The Times 

PIONEER PORTRAITS

 

Ten Years Ago

July 4, 2013

There’s something new cooking at Ye Town Hall these days – Tamales! Anita Hernandez of Granny’s Hot Tamales is utilizing the commercial kitchen at Town Hall as home base for her new tamale business. No stranger to the food business, Anita, who is originally from the Grandview/Prosser area and her husband, a Walla Walla native, have spent the last several years in Corpus Christi, Texas. There they helped Anita’s mother, the “Granny” behind Granny’s Hot Tamales, manage several family restaurants. Family members started out with one tamale shop that quickly expanded to five. They also sold tamales in vans “all up and down the beach.” In addition, Hernandez operated her own restaurant, called Anita’s Mexican Restaurant. This in not the first time Hernandez has sold tamales in the Walla Walla area either, though it is the first time she’s used the secret “Granny’s” recipes.

Twenty-Five Years Ago

July 9, 1998

[Photo Caption] A good selection of gift items adorn Kountry Kreation Etc., a specialty shop recently opened in a former shop by Julie Smith, Tamra Janovich, and Bitsy Baxter.

Fifty Years Ago

July 5, 1973

We looked at a back issue of The Times for June 1972 and noted that the “third class burglary” of the Watergate offices of the Democratic National Committee caused us to wonder what the Demos were up to that piqued the curiosity of the Republicans.
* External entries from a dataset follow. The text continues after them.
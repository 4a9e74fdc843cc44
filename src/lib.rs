//! Rendezvous listener library.
//!
//! Turns a raw "bind at an address" transport primitive into a
//! TCP-listener-like abstraction: a handshake protocol, a FIFO accept
//! queue, and automatic respawn of the listening endpoint after a
//! disconnect.
//!
//! # Architecture Overview
//!
//! ```text
//!   application            RendezvousListener                medium
//!   ───────────            ──────────────────                ──────
//!   bind(addr) ──────────▶ create link, register handlers ─▶ link bound
//!                          [Pending]
//!                                        ◀── input-ready ─── peer bytes
//!                          classify handshake payload
//!                          [Waiting] ── connection-pending ─▶ (event)
//!   accept()  ◀─────────── pop oldest, write accept ack
//!                                        ◀── disconnected ── peer drop
//!                          destroy link, re-bind same addr
//!                          [Pending again]
//! ```
//!
//! The event dispatcher and the transport medium are trait seams
//! ([`event::EventDispatcher`], [`link::DataLink`] /
//! [`link::LinkProvider`]); the crate ships an in-process
//! implementation of each ([`event::EventBus`], [`link::MemoryMedium`]).

// Core subsystems
pub mod event;
pub mod link;
pub mod net;

// Cross-cutting concerns
pub mod config;
pub mod observability;
pub mod resilience;

pub use config::ListenerConfig;
pub use net::listener::{ListenerError, RendezvousListener};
With that election pointing toward a landslide for incumbent President Richard M. Nixon, we couldn’t see why the winners were searching the strategy of the losers. That question has been asked many times during the past year as the issues surrounding the Watergate incident have grown to a size that now casts a shadow on the office of President. If the testimony of John Dean carries any aspect of the truth, we discover that those in leadership in our country became paranoid over the activities of demonstrators and activists. The list of enemies compiled by the White House caused Sen. Lowell Weicker to top off one session of testimony with a speech denouncing the attitude that caused those in command to describe fellow Americans, even those in Congress, as “enemies.” As we approach July 4, Independence Day, 1973, we reflect back nearly two centuries and admire the gumption of those early Americans who had taken enough manipulation from England, and wanted to be independent in thought, word, and deed.

Seventy-Five Years Ago

July 9, 1948

An extension of 400 feet on the east end of the Touchet Valley airport flying field has been completed making the field 2,650 long and about 800 feet wide.

Unpredictable weather conditions will dictate the length of the 1948 pea canning and freezing season which reached the peak at Pictsweet on the Fourth of July.
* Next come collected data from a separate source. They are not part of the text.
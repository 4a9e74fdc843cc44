//! End-to-end walkthrough of the listener over the in-memory medium.
//!
//! Arms a few bind slots, drives peers through the reject, accept and
//! respawn paths, and narrates the outcomes via tracing.

use std::path::PathBuf;
use std::sync::Arc;
use std::time::Duration;

use clap::Parser;
use tokio::sync::{broadcast, mpsc};

use rendezvous_listener::config::{load_config, ListenerConfig};
use rendezvous_listener::event::{EventBus, EventDispatcher, EventKind};
use rendezvous_listener::link::{DataLink, MemoryMedium};
use rendezvous_listener::observability::logging;
use rendezvous_listener::RendezvousListener;

#[derive(Parser)]
#[command(name = "rendezvous-demo")]
#[command(about = "Drive a rendezvous listener over the in-memory medium", long_about = None)]
struct Cli {
    /// Optional TOML configuration file.
    #[arg(short, long)]
    config: Option<PathBuf>,

    /// Number of bind slots to arm.
    #[arg(short, long, default_value_t = 3, value_parser = clap::value_parser!(u16).range(1..=64))]
    slots: u16,
}

#[tokio::main]
async fn main() -> Result<(), Box<dyn std::error::Error>> {
    logging::init();
    let cli = Cli::parse();

    let config = match &cli.config {
        Some(path) => load_config(path)?,
        None => ListenerConfig::default(),
    };

    let (shutdown_tx, shutdown_rx) = broadcast::channel(1);
    let bus = EventBus::new();
    let pump = tokio::spawn(bus.clone().run(shutdown_rx));

    let dispatcher: Arc<dyn EventDispatcher> = bus.clone();
    let medium = MemoryMedium::new(Arc::clone(&dispatcher));
    let listener = RendezvousListener::new(medium.clone(), Arc::clone(&dispatcher), &config);

    // Forward connection-pending notifications into a channel main can await.
    let (pending_tx, mut pending_rx) = mpsc::unbounded_channel();
    dispatcher.register(
        EventKind::ConnectionPending,
        listener.target(),
        Box::new(move |_| {
            let _ = pending_tx.send(());
        }),
    )?;

    let slots = usize::from(cli.slots);
    for slot in 0..slots {
        let addr = format!("slot-{slot}");
        listener.bind(&addr)?;
        tracing::info!(addr = %addr, "slot armed");
    }

    let connect = config.handshake.connect_request.as_bytes().to_vec();

    // The first peer fumbles the handshake once before getting it right.
    // The retry waits for the reject so the two payloads are read apart.
    let first = medium.connect("slot-0").expect("slot-0 is armed");
    first.send(b"not the handshake");
    while first.replies().is_empty() {
        tokio::time::sleep(Duration::from_millis(5)).await;
    }
    tracing::info!(target_id = %first.target(), "fumbled handshake was rejected, retrying");
    first.send(&connect);

    let mut peers = vec![first];
    for slot in 1..slots {
        let addr = format!("slot-{slot}");
        let peer = medium.connect(&addr).expect("slot is armed");
        peer.send(&connect);
        peers.push(peer);
    }

    for _ in 0..slots {
        pending_rx
            .recv()
            .await
            .ok_or("notification channel closed")?;
        let link = listener.accept()?;
        tracing::info!(target_id = %link.target(), "connection accepted");
    }

    for peer in &peers {
        let replies = peer.replies();
        tracing::info!(
            target_id = %peer.target(),
            replies = %String::from_utf8_lossy(&replies),
            "peer view of the exchange"
        );
    }

    // A peer that drops mid-handshake costs nothing: the slot respawns.
    let addr = "slot-respawn".to_string();
    listener.bind(&addr)?;
    let doomed = medium.connect(&addr).expect("respawn slot armed");
    doomed.disconnect();

    let mut revived = None;
    for _ in 0..100 {
        tokio::time::sleep(Duration::from_millis(10)).await;
        if let Some(peer) = medium.connect(&addr) {
            revived = Some(peer);
            break;
        }
    }
    let revived = revived.ok_or("slot did not respawn")?;
    revived.send(&connect);
    pending_rx
        .recv()
        .await
        .ok_or("notification channel closed")?;
    let link = listener.accept()?;
    tracing::info!(target_id = %link.target(), "connection accepted on respawned slot");

    listener.close();
    shutdown_tx.send(())?;
    pump.await?;
    Ok(())
}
Miss Mary Dixon returned Tuesday from a vacation trip to Seattle, Portland, and Yakima visiting relatives and friends. She spent the fourth in the mountains out of Yakima.

One Hundred Years Ago

July 13, 1923

John Minnick, accompanied by his sister, Mrs. Mary Hubbard, drove to Pomeroy Wednesday morning and out south of that city about four miles to the old farm home where the Minnick family first located when moving to Washington.

Mr. and Mrs. Robert Ramseur and daughter of Coppei Ridge picnicked with a party of young people at Lewis Peak on July Fourth. Most of the young people had horses and enjoyed riding to the peak. Others of the party were Charlotte and Hollis Hawks, Velma Walker and Frankie Kessler of Coppei Ridge; Dorothy Allen and Roscoe Jordan of Waitsburg.

Blaine Pasley had the misfortune to drop a heavy weight on his foot at the Scout Camp with the result to badly mash one toe.

One Hundred Twenty-Five Years Ago

July 15, 1898

An agent of the State Agricultural Department is looking after the Russian thistle in this vicinity.

Mr. and Mrs. T. P. Ingalls returned today from an extended visit in the Middle States. They say that thousands of people there would start for this state immediately should their financial condition permit.

H. D. Dunlap returned this week from across the Snake River after an absence of two months.